Set the whole listing down again exactly as written.

───── Exercise material

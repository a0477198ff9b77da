use actix_web::{HttpRequest, HttpResponse, Result as ActixResult};

use super::UserService;
use crate::models::{ApiResponse, ErrorCode};
use crate::services::{internal_error, not_found};

pub async fn get_user(
    service: &UserService,
    user_id: i64,
    request: &HttpRequest,
) -> ActixResult<HttpResponse> {
    let storage = service.get_storage(request)?;

    match storage.get_user_with_roles(user_id).await {
        Ok(Some(user)) => Ok(HttpResponse::Ok().json(ApiResponse::success(user, "获取用户成功"))),
        Ok(None) => Ok(not_found(ErrorCode::UserNotFound, "用户不存在")),
        Err(e) => Ok(internal_error("获取用户失败", e)),
    }
}
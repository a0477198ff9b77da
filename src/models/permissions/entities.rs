use serde::{Deserialize, Serialize};

// 权限实体
#[derive(Debug, Clone, Serialize, Deserialize)]
pub struct Permission {
    pub id: i64,
    pub permission_name: String,
    pub permission_code: String,
    pub module: String,
    pub description: Option<String>,
    pub status: bool,
}
use serde::{Deserialize, Serialize};

crate::define_string_enum! {
    /// 课程类型：必修 / 选修 / 公选
    pub enum CourseType {
        Required => "required",
        Elective => "elective",
        PublicElective => "public_elective",
    }
}

// 课程实体
#[derive(Debug, Clone, Serialize, Deserialize)]
pub struct Course {
    pub id: i64,
    pub course_code: String,
    pub course_name: String,
    pub dept_id: Option<i64>,
    pub credits: f64,
    pub hours: i32,
    pub course_type: CourseType,
    pub description: Option<String>,
    pub status: bool,
    pub created_at: chrono::DateTime<chrono::Utc>,
    pub updated_at: chrono::DateTime<chrono::Utc>,
}
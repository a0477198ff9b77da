use actix_web::{Result as ActixResult, http::StatusCode};
use std::sync::Arc;

use crate::models::{ErrorCode, auth::CurrentUser, teachers::entities::TeacherDetail};
use crate::services::envelope_error;
use crate::storage::Storage;

/// 当前用户绑定的教师档案
pub(crate) async fn own_teacher(
    storage: &Arc<dyn Storage>,
    principal: &CurrentUser,
) -> ActixResult<Option<TeacherDetail>> {
    storage
        .get_teacher_by_user_id(principal.id())
        .await
        .map_err(|e| {
            envelope_error(
                StatusCode::INTERNAL_SERVER_ERROR,
                ErrorCode::InternalServerError,
                &format!("查询教师档案失败: {e}"),
            )
        })
}

/// 持有任一权限，或开课由当前教师讲授
pub(crate) async fn ensure_offering_owner(
    storage: &Arc<dyn Storage>,
    principal: &CurrentUser,
    offering_teacher_id: i64,
    permissions: &[&str],
) -> ActixResult<()> {
    if principal.has_permission(permissions) {
        return Ok(());
    }
    match own_teacher(storage, principal).await? {
        Some(own) if own.teacher.id == offering_teacher_id => Ok(()),
        _ => Err(envelope_error(
            StatusCode::FORBIDDEN,
            ErrorCode::Forbidden,
            "只能操作本人讲授的开课",
        )),
    }
}
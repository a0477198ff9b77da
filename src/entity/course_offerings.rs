//! 开课实体

use sea_orm::entity::prelude::*;

use super::to_datetime;

#[derive(Clone, Debug, PartialEq, DeriveEntityModel)]
#[sea_orm(table_name = "course_offerings")]
pub struct Model {
    #[sea_orm(primary_key)]
    pub id: i64,
    pub course_id: i64,
    pub teacher_id: i64,
    pub semester: String,
    pub max_students: i32,
    pub current_students: i32,
    pub status: bool,
    pub created_at: i64,
    pub updated_at: i64,
}

#[derive(Copy, Clone, Debug, EnumIter, DeriveRelation)]
pub enum Relation {
    #[sea_orm(
        belongs_to = "super::courses::Entity",
        from = "Column::CourseId",
        to = "super::courses::Column::Id",
        on_delete = "Restrict"
    )]
    Course,
    #[sea_orm(
        belongs_to = "super::teachers::Entity",
        from = "Column::TeacherId",
        to = "super::teachers::Column::Id",
        on_delete = "Restrict"
    )]
    Teacher,
    #[sea_orm(has_many = "super::enrollments::Entity")]
    Enrollments,
    #[sea_orm(has_many = "super::schedules::Entity")]
    Schedules,
}

impl Related<super::courses::Entity> for Entity {
    fn to() -> RelationDef {
        Relation::Course.def()
    }
}

impl Related<super::teachers::Entity> for Entity {
    fn to() -> RelationDef {
        Relation::Teacher.def()
    }
}

impl Related<super::enrollments::Entity> for Entity {
    fn to() -> RelationDef {
        Relation::Enrollments.def()
    }
}

impl Related<super::schedules::Entity> for Entity {
    fn to() -> RelationDef {
        Relation::Schedules.def()
    }
}

impl ActiveModelBehavior for ActiveModel {}

impl Model {
    pub fn into_offering(self) -> crate::models::course_offerings::entities::CourseOffering {
        crate::models::course_offerings::entities::CourseOffering {
            id: self.id,
            course_id: self.course_id,
            teacher_id: self.teacher_id,
            semester: self.semester,
            max_students: self.max_students,
            current_students: self.current_students,
            status: self.status,
            created_at: to_datetime(self.created_at),
            updated_at: to_datetime(self.updated_at),
        }
    }
}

──────────

» Expected output
repository a0477198ff9b77da
use actix_web::{HttpRequest, HttpResponse, Result as ActixResult};

use super::UserService;
use crate::models::{ApiResponse, ErrorCode};
use crate::services::{internal_error, not_found};

pub async fn get_user(
    service: &UserService,
    user_id: i64,
    request: &HttpRequest,
) -> ActixResult<HttpResponse> {
    let storage = service.get_storage(request)?;

    match storage.get_user_with_roles(user_id).await {
        Ok(Some(user)) => Ok(HttpResponse::Ok().json(ApiResponse::success(user, "获取用户成功"))),
        Ok(None) => Ok(not_found(ErrorCode::UserNotFound, "用户不存在")),
        Err(e) => Ok(internal_error("获取用户失败", e)),
    }
}
repository a0477198ff9b77da
filename src/models/permissions/entities.rs
use serde::{Deserialize, Serialize};

// 权限实体
#[derive(Debug, Clone, Serialize, Deserialize)]
pub struct Permission {
    pub id: i64,
    pub permission_name: String,
    pub permission_code: String,
    pub module: String,
    pub description: Option<String>,
    pub status: bool,
}
use serde::{Deserialize, Serialize};

crate::define_string_enum! {
    /// 课程类型：必修 / 选修 / 公选
    pub enum CourseType {
        Required => "required",
        Elective => "elective",
        PublicElective => "public_elective",
    }
}

// 课程实体
#[derive(Debug, Clone, Serialize, Deserialize)]
pub struct Course {
    pub id: i64,
    pub course_code: String,
    pub course_name: String,
    pub dept_id: Option<i64>,
    pub credits: f64,
    pub hours: i32,
    pub course_type: CourseType,
    pub description: Option<String>,
    pub status: bool,
    pub created_at: chrono::DateTime<chrono::Utc>,
    pub updated_at: chrono::DateTime<chrono::Utc>,
}
repository a0477198ff9b77da
use actix_web::{Result as ActixResult, http::StatusCode};
use std::sync::Arc;

use crate::models::{ErrorCode, auth::CurrentUser, teachers::entities::TeacherDetail};
use crate::services::envelope_error;
use crate::storage::Storage;

/// 当前用户绑定的教师档案
pub(crate) async fn own_teacher(
    storage: &Arc<dyn Storage>,
    principal: &CurrentUser,
) -> ActixResult<Option<TeacherDetail>> {
    storage
        .get_teacher_by_user_id(principal.id())
        .await
        .map_err(|e| {
            envelope_error(
                StatusCode::INTERNAL_SERVER_ERROR,
                ErrorCode::InternalServerError,
                &format!("查询教师档案失败: {e}"),
            )
        })
}

/// 持有任一权限，或开课由当前教师讲授
pub(crate) async fn ensure_offering_owner(
    storage: &Arc<dyn Storage>,
    principal: &CurrentUser,
    offering_teacher_id: i64,
    permissions: &[&str],
) -> ActixResult<()> {
    if principal.has_permission(permissions) {
        return Ok(());
    }
    match own_teacher(storage, principal).await? {
        Some(own) if own.teacher.id == offering_teacher_id => Ok(()),
        _ => Err(envelope_error(
            StatusCode::FORBIDDEN,
            ErrorCode::Forbidden,
            "只能操作本人讲授的开课",
        )),
    }
}
repository a0477198ff9b77da
filename src/entity/course_offerings.rs
//! 开课实体

use sea_orm::entity::prelude::*;

use super::to_datetime;

#[derive(Clone, Debug, PartialEq, DeriveEntityModel)]
#[sea_orm(table_name = "course_offerings")]
pub struct Model {
    #[sea_orm(primary_key)]
    pub id: i64,
    pub course_id: i64,
    pub teacher_id: i64,
    pub semester: String,
    pub max_students: i32,
    pub current_students: i32,
    pub status: bool,
    pub created_at: i64,
    pub updated_at: i64,
}

#[derive(Copy, Clone, Debug, EnumIter, DeriveRelation)]
pub enum Relation {
    #[sea_orm(
        belongs_to = "super::courses::Entity",
        from = "Column::CourseId",
        to = "super::courses::Column::Id",
        on_delete = "Restrict"
    )]
    Course,
    #[sea_orm(
        belongs_to = "super::teachers::Entity",
        from = "Column::TeacherId",
        to = "super::teachers::Column::Id",
        on_delete = "Restrict"
    )]
    Teacher,
    #[sea_orm(has_many = "super::enrollments::Entity")]
    Enrollments,
    #[sea_orm(has_many = "super::schedules::Entity")]
    Schedules,
}

impl Related<super::courses::Entity> for Entity {
    fn to() -> RelationDef {
        Relation::Course.def()
    }
}

impl Related<super::teachers::Entity> for Entity {
    fn to() -> RelationDef {
        Relation::Teacher.def()
    }
}

impl Related<super::enrollments::Entity> for Entity {
    fn to() -> RelationDef {
        Relation::Enrollments.def()
    }
}

impl Related<super::schedules::Entity> for Entity {
    fn to() -> RelationDef {
        Relation::Schedules.def()
    }
}

impl ActiveModelBehavior for ActiveModel {}

impl Model {
    pub fn into_offering(self) -> crate::models::course_offerings::entities::CourseOffering {
        crate::models::course_offerings::entities::CourseOffering {
            id: self.id,
            course_id: self.course_id,
            teacher_id: self.teacher_id,
            semester: self.semester,
            max_students: self.max_students,
            current_students: self.current_students,
            status: self.status,
            created_at: to_datetime(self.created_at),
            updated_at: to_datetime(self.updated_at),
        }
    }
}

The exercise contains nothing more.